- _ENTRIES SUPPLIED_:

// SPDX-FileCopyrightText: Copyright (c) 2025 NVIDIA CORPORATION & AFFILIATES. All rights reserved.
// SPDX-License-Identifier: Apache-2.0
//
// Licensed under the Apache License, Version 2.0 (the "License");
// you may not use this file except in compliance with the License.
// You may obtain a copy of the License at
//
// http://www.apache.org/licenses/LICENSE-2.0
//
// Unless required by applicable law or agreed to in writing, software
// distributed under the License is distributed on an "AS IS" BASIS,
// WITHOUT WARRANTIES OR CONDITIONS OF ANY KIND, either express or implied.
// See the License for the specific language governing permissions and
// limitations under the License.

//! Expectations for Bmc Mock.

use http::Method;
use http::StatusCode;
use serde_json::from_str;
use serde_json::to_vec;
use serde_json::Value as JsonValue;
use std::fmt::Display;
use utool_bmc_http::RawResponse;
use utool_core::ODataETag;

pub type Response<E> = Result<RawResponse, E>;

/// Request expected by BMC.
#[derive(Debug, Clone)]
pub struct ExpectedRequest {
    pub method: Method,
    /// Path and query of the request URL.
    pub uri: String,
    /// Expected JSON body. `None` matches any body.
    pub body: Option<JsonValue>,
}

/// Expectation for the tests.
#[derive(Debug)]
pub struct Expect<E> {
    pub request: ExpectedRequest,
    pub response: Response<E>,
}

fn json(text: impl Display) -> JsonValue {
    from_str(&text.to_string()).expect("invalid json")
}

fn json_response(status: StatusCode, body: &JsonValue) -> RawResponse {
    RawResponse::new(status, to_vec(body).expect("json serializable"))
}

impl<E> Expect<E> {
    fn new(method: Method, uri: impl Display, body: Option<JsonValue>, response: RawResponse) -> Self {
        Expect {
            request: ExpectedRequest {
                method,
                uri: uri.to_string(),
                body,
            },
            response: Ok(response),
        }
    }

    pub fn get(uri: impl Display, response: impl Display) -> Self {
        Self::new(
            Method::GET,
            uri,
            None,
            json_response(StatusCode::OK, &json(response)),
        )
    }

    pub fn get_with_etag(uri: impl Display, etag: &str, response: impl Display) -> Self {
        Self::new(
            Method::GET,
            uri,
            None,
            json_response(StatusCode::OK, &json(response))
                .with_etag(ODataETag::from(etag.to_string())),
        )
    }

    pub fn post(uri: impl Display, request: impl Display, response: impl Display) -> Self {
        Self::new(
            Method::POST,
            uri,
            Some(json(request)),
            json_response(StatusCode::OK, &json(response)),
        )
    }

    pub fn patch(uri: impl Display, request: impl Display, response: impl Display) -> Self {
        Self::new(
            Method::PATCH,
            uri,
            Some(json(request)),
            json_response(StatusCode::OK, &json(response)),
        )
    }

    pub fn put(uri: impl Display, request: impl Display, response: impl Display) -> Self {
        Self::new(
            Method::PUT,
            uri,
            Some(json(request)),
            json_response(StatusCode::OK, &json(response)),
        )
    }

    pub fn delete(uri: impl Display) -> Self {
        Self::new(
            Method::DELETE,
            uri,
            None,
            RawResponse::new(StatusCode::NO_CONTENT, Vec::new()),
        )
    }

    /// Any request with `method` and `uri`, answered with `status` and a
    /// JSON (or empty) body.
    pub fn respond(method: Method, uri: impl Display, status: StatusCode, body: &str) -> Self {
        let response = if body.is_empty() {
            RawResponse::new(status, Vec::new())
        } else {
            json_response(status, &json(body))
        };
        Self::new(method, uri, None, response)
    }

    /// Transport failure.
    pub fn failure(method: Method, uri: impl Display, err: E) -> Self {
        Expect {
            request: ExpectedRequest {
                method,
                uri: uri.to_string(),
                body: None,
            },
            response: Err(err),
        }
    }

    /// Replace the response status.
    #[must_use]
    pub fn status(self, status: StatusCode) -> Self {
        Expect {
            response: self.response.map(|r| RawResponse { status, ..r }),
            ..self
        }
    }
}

* * *

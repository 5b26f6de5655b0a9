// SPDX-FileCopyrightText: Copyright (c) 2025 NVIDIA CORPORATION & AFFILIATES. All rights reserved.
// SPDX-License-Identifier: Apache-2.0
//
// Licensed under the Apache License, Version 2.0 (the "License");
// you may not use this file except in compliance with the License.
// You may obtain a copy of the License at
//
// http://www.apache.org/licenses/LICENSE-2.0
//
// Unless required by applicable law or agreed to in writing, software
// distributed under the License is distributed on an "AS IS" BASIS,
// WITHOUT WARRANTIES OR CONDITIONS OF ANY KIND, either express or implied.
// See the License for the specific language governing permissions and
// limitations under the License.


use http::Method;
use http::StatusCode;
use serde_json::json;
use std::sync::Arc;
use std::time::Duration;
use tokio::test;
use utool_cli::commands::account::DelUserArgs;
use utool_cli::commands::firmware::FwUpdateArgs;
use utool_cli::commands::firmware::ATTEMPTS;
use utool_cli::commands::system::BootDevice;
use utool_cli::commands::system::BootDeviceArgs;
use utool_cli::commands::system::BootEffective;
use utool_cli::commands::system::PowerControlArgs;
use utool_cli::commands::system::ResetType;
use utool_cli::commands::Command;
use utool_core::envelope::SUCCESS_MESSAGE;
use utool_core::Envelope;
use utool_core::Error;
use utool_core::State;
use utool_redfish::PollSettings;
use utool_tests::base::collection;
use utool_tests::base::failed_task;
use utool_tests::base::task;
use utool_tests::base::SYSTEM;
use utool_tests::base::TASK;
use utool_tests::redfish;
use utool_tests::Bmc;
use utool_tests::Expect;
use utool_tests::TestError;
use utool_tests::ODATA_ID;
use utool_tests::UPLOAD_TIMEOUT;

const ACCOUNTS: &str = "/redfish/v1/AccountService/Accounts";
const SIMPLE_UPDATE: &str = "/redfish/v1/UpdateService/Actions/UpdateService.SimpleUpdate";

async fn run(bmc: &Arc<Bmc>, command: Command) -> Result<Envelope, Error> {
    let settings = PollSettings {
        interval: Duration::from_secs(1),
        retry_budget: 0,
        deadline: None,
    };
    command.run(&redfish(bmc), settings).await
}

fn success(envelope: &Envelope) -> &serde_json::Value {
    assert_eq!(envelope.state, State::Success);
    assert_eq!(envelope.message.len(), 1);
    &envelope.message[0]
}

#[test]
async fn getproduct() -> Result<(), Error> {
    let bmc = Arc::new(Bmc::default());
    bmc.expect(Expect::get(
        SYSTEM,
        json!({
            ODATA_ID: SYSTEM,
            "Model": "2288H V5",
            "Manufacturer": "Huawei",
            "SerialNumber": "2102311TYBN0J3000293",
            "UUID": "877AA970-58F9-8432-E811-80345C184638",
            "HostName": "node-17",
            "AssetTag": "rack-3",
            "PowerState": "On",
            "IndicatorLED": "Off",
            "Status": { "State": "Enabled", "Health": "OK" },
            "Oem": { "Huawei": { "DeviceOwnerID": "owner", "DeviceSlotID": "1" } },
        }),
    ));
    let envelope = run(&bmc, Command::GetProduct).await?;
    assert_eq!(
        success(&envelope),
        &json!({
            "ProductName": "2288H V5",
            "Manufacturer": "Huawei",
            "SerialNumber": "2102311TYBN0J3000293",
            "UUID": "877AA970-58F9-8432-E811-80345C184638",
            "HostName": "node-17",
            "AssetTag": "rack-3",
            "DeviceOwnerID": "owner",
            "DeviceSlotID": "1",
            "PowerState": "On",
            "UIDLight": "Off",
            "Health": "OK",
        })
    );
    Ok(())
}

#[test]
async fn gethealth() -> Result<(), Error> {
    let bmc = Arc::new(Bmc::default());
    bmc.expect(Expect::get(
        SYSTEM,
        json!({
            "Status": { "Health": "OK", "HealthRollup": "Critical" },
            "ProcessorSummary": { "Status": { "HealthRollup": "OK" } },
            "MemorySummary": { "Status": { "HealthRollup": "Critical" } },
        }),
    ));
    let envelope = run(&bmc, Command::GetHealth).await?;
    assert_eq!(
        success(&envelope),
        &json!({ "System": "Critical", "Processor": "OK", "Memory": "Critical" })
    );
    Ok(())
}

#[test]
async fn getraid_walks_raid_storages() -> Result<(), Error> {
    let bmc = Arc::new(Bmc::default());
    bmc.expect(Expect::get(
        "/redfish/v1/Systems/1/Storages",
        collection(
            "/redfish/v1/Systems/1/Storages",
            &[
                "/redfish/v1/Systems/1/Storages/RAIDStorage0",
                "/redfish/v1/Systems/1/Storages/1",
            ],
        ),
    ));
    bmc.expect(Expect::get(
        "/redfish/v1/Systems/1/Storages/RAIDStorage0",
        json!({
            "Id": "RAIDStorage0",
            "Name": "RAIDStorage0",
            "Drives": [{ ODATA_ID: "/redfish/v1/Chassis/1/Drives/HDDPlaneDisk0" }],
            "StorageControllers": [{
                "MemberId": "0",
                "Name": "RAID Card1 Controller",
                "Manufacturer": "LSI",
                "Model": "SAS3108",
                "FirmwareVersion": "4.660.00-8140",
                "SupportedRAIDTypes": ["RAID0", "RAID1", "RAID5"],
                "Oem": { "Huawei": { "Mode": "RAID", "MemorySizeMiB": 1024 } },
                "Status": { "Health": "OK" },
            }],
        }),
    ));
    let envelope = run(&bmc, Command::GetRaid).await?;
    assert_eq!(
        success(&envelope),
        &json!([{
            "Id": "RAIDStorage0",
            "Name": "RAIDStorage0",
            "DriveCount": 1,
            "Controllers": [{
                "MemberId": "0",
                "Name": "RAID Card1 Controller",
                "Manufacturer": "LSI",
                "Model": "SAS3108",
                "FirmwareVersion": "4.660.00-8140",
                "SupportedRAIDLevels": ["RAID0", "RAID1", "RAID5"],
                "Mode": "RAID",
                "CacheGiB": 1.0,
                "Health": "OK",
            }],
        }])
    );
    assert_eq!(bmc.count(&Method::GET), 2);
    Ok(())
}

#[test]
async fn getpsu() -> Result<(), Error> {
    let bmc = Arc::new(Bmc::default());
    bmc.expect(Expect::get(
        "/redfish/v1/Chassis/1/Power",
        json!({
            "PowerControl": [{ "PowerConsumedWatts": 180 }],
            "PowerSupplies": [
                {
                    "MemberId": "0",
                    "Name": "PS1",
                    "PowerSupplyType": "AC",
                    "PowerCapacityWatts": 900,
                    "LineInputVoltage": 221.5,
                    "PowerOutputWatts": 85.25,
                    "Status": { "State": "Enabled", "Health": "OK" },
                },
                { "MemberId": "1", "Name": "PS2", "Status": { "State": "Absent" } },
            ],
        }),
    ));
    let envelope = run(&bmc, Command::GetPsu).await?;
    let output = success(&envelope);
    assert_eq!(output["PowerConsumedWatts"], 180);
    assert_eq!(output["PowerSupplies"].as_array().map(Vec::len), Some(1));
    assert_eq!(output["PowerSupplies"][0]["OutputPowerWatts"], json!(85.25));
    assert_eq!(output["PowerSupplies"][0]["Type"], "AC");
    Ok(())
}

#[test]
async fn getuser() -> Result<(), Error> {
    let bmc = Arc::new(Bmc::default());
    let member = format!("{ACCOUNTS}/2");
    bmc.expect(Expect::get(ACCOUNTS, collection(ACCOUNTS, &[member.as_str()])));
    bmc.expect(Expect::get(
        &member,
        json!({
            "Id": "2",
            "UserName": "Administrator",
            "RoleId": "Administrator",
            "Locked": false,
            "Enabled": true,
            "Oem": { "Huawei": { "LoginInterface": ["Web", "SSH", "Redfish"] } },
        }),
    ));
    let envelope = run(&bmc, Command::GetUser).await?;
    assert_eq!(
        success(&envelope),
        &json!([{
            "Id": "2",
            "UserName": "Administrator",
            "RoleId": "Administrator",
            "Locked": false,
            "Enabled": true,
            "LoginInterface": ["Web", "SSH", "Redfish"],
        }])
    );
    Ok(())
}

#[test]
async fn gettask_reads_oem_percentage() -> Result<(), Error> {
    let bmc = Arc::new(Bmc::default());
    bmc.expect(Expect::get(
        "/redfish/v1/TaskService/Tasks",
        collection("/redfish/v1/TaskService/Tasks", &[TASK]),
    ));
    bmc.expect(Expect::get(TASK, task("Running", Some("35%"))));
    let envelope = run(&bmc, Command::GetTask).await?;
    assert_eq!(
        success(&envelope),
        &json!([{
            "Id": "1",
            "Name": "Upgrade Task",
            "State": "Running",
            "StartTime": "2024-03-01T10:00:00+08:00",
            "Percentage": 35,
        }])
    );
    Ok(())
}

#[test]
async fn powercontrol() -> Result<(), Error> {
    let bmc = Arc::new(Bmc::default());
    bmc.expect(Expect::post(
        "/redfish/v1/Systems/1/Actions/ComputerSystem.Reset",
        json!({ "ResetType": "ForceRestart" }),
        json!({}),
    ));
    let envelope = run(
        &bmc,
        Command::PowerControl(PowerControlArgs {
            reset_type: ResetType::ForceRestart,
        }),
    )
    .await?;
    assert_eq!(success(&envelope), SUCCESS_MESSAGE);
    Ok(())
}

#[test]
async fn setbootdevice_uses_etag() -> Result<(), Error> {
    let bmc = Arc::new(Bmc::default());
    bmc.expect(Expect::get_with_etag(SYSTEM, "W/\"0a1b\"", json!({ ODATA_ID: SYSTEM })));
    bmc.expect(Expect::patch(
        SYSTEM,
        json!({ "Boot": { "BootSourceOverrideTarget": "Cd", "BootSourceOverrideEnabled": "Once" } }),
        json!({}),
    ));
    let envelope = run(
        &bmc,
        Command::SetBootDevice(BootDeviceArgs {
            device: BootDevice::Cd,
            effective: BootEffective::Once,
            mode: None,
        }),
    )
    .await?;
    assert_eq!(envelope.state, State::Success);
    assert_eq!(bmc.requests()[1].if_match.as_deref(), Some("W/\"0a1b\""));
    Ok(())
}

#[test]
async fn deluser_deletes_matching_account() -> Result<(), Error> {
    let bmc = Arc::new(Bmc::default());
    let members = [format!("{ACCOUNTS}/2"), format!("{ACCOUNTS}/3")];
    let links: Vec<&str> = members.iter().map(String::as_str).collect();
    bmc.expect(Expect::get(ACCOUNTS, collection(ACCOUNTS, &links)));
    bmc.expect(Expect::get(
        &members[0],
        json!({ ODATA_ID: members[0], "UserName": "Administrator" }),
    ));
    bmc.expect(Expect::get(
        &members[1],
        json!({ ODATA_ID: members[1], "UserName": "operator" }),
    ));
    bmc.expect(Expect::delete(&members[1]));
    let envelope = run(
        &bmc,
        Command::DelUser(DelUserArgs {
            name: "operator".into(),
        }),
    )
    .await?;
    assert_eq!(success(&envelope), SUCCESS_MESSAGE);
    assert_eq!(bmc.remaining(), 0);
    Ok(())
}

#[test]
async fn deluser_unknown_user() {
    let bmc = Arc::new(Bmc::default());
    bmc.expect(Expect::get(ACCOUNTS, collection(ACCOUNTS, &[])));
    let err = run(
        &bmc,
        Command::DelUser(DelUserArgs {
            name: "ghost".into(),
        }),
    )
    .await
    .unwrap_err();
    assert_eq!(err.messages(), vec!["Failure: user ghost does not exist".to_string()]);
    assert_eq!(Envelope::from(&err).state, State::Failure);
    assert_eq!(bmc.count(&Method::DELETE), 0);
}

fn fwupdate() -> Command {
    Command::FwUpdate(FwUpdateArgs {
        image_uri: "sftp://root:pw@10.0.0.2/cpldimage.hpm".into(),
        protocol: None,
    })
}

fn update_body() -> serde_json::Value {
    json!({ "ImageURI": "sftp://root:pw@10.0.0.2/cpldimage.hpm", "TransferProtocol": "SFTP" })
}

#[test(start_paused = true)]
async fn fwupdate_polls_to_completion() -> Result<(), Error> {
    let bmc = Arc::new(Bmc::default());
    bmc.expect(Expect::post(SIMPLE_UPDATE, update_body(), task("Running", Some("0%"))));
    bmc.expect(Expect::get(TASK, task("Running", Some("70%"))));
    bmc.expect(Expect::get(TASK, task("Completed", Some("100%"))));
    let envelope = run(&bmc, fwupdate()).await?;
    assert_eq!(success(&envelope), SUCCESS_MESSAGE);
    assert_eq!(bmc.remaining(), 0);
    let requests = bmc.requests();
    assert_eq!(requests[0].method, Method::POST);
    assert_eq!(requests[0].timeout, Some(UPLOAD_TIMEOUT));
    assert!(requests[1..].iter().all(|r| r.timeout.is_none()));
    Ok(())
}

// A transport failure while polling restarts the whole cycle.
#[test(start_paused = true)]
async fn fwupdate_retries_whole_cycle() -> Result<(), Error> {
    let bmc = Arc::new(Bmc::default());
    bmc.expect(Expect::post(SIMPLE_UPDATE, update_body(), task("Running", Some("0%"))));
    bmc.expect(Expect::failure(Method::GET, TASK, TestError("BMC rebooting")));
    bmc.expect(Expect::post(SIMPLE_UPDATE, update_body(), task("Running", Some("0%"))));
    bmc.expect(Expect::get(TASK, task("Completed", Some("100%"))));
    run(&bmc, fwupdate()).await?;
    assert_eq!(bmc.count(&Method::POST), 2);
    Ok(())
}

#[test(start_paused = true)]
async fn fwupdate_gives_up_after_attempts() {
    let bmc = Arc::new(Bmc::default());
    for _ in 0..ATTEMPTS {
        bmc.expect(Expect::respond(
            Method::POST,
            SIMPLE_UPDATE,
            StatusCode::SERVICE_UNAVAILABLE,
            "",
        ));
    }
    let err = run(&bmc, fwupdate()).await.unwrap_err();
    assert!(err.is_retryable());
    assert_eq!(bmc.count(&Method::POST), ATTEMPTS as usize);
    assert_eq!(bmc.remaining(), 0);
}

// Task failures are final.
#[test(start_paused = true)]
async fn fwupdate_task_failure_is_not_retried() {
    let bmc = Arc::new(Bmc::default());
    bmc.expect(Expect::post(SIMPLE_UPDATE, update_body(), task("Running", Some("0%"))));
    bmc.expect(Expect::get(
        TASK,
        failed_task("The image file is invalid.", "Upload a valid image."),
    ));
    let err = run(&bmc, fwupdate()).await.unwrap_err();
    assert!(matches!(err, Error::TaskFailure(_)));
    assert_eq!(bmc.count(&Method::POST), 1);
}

---

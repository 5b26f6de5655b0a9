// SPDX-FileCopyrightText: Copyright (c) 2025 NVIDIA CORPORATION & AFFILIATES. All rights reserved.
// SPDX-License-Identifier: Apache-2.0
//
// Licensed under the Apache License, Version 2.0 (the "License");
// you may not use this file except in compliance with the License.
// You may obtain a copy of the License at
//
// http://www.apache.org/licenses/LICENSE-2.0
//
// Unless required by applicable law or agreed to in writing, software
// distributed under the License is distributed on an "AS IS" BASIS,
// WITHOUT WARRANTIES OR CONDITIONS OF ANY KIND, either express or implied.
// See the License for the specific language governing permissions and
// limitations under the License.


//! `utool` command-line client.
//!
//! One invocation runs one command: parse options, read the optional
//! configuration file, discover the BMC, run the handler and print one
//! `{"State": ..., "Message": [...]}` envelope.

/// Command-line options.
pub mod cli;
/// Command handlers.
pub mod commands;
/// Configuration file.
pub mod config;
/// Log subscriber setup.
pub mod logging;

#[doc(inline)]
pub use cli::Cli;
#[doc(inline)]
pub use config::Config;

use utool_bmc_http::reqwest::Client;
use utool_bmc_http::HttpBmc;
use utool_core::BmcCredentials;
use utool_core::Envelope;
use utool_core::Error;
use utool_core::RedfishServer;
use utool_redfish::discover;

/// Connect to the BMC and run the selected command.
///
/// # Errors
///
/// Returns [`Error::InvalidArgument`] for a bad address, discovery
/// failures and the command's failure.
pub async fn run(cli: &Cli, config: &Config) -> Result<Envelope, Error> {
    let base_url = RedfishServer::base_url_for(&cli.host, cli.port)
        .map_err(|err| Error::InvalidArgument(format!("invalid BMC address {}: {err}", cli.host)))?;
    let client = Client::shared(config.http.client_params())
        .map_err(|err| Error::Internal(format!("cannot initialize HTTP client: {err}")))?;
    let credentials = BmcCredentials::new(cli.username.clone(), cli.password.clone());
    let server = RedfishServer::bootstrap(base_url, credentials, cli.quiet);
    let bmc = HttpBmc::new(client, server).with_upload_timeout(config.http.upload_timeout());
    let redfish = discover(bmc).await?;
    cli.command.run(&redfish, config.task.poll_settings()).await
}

- _REQUIREMENT_: Whenever a line in the listing above includes the word "ghost", return that line.

- _ANSWER_:
            name: "ghost".into(),
    assert_eq!(err.messages(), vec!["Failure: user ghost does not exist".to_string()]);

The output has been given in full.